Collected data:
>>>

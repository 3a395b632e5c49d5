//! Parses Combined Log Format access-log lines into [`LogEntry`] records.
//!
//! This sits outside the detection core proper: the analysis engine only
//! ever consumes a `LogEntry`, however it was produced. A conforming
//! deployment could swap this for a JSON-lines parser or a tailer that reads
//! from a message queue without touching anything downstream.

use std::sync::OnceLock;

use chrono::{DateTime, Utc};
use regex::Regex;

use crate::analysis::log_entry::LogEntry;

/// Combined Log Format, with an optional trailing `request_time` field in
/// seconds (as many reverse proxies append via `$request_time`/`%D`).
///
/// `10.0.0.1 - - [10/Oct/2023:13:55:36 +0000] "GET /index.html HTTP/1.1" 200 2326 "-" "Mozilla/5.0" 0.004`
fn line_regex() -> &'static Regex {
    static RE: OnceLock<Regex> = OnceLock::new();
    RE.get_or_init(|| {
        Regex::new(
            r#"^(?P<ip>\S+)\s+\S+\s+\S+\s+\[(?P<time>[^\]]+)\]\s+"(?P<request>[^"]*)"\s+(?P<status>\d{3})\s+(?P<bytes>\S+)\s+"(?P<referer>[^"]*)"\s+"(?P<ua>[^"]*)"(?:\s+(?P<reqtime>[0-9.]+))?\s*$"#,
        )
        .expect("static log line regex is valid")
    })
}

#[derive(Debug, thiserror::Error)]
pub enum ParseError {
    #[error("line does not match combined log format")]
    Malformed,
    #[error("unparseable timestamp: {0}")]
    BadTimestamp(String),
}

/// Parses one access-log line. On any failure, returns a best-effort
/// [`LogEntry`] with `successfully_parsed: false` and no timestamp rather
/// than an `Err` — per spec, a record without a parsed timestamp is still
/// handed to the engine, which counts it without mutating state.
pub fn parse_line(raw_line: &str, line_number: u64) -> LogEntry {
    match try_parse_line(raw_line, line_number) {
        Ok(entry) => entry,
        Err(_) => unparsed_entry(raw_line, line_number),
    }
}

fn unparsed_entry(raw_line: &str, line_number: u64) -> LogEntry {
    LogEntry {
        timestamp_ms: 0,
        source_ip: String::new(),
        method: String::new(),
        path: String::new(),
        protocol: String::new(),
        status_code: 0,
        bytes_sent: 0,
        request_time_s: 0.0,
        user_agent: None,
        referer: None,
        host: None,
        country: None,
        raw_line: truncate_sample(raw_line),
        line_number,
        successfully_parsed: false,
    }
}

fn try_parse_line(raw_line: &str, line_number: u64) -> Result<LogEntry, ParseError> {
    let caps = line_regex().captures(raw_line).ok_or(ParseError::Malformed)?;

    let timestamp_ms = parse_apache_time(&caps["time"])?;

    let request = &caps["request"];
    let mut parts = request.split_whitespace();
    let method = parts.next().unwrap_or("").to_string();
    let path = parts.next().unwrap_or("").to_string();
    let protocol = parts.next().unwrap_or("HTTP/1.1").to_string();

    let status_code: u16 = caps["status"].parse().map_err(|_| ParseError::Malformed)?;
    let bytes_sent: u64 = caps["bytes"].parse().unwrap_or(0);
    let request_time_s: f64 = caps
        .name("reqtime")
        .and_then(|m| m.as_str().parse().ok())
        .unwrap_or(0.0);

    let referer = non_dash(&caps["referer"]);
    let user_agent = non_dash(&caps["ua"]);

    Ok(LogEntry {
        timestamp_ms,
        source_ip: caps["ip"].to_string(),
        method,
        path,
        protocol,
        status_code,
        bytes_sent,
        request_time_s,
        user_agent,
        referer,
        host: None,
        country: None,
        raw_line: truncate_sample(raw_line),
        line_number,
        successfully_parsed: true,
    })
}

fn non_dash(field: &str) -> Option<String> {
    if field.is_empty() || field == "-" {
        None
    } else {
        Some(field.to_string())
    }
}

/// Spec caps the retained raw-line sample at 256 bytes (§6.4 `Alert.raw_log_sample`).
const RAW_LINE_SAMPLE_CAP: usize = 256;

fn truncate_sample(raw_line: &str) -> String {
    if raw_line.len() <= RAW_LINE_SAMPLE_CAP {
        raw_line.to_string()
    } else {
        let mut end = RAW_LINE_SAMPLE_CAP;
        while !raw_line.is_char_boundary(end) {
            end -= 1;
        }
        raw_line[..end].to_string()
    }
}

fn parse_apache_time(raw: &str) -> Result<u64, ParseError> {
    let dt = DateTime::parse_from_str(raw, "%d/%b/%Y:%H:%M:%S %z")
        .map_err(|_| ParseError::BadTimestamp(raw.to_string()))?;
    let utc: DateTime<Utc> = dt.into();
    Ok(utc.timestamp_millis().max(0) as u64)
}

#[cfg(test)]
mod tests {
    use super::*;

    #[test]
    fn parses_a_well_formed_combined_log_line() {
        let line = r#"10.0.0.1 - - [10/Oct/2023:13:55:36 +0000] "GET /index.html HTTP/1.1" 200 2326 "-" "Mozilla/5.0" 0.004"#;
        let entry = parse_line(line, 1);
        assert!(entry.successfully_parsed);
        assert_eq!(entry.source_ip, "10.0.0.1");
        assert_eq!(entry.method, "GET");
        assert_eq!(entry.path, "/index.html");
        assert_eq!(entry.status_code, 200);
        assert_eq!(entry.bytes_sent, 2326);
        assert_eq!(entry.user_agent.as_deref(), Some("Mozilla/5.0"));
        assert!(entry.referer.is_none());
        assert!((entry.request_time_s - 0.004).abs() < 1e-9);
        assert!(entry.timestamp_ms > 0);
    }

    #[test]
    fn parses_without_the_optional_request_time_field() {
        let line = r#"10.0.0.1 - - [10/Oct/2023:13:55:36 +0000] "GET / HTTP/1.1" 200 512 "-" "curl/8.0""#;
        let entry = parse_line(line, 1);
        assert!(entry.successfully_parsed);
        assert_eq!(entry.request_time_s, 0.0);
    }

    #[test]
    fn malformed_line_yields_unparsed_entry_not_a_panic() {
        let entry = parse_line("this is not a log line", 7);
        assert!(!entry.successfully_parsed);
        assert_eq!(entry.timestamp_ms, 0);
        assert_eq!(entry.line_number, 7);
    }

    #[test]
    fn bad_timestamp_yields_unparsed_entry() {
        let line = r#"10.0.0.1 - - [not-a-date] "GET / HTTP/1.1" 200 512 "-" "-""#;
        let entry = parse_line(line, 3);
        assert!(!entry.successfully_parsed);
    }

    #[test]
    fn raw_line_sample_is_truncated_to_256_bytes() {
        let long_path = "/".to_string() + &"a".repeat(500);
        let line = format!(r#"10.0.0.1 - - [10/Oct/2023:13:55:36 +0000] "GET {long_path} HTTP/1.1" 200 10 "-" "-""#);
        let entry = parse_line(&line, 1);
        assert!(entry.raw_line.len() <= RAW_LINE_SAMPLE_CAP);
    }
}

<<<

## Work to be completed
Gather from the records above every line containing the string "caps".

## Exercise result
    let caps = line_regex().captures(raw_line).ok_or(ParseError::Malformed)?;
    let timestamp_ms = parse_apache_time(&caps["time"])?;
    let request = &caps["request"];
    let status_code: u16 = caps["status"].parse().map_err(|_| ParseError::Malformed)?;
    let bytes_sent: u64 = caps["bytes"].parse().unwrap_or(0);
    let request_time_s: f64 = caps
    let referer = non_dash(&caps["referer"]);
    let user_agent = non_dash(&caps["ua"]);
        source_ip: caps["ip"].to_string(),
/// Spec caps the retained raw-line sample at 256 bytes (§6.4 `Alert.raw_log_sample`).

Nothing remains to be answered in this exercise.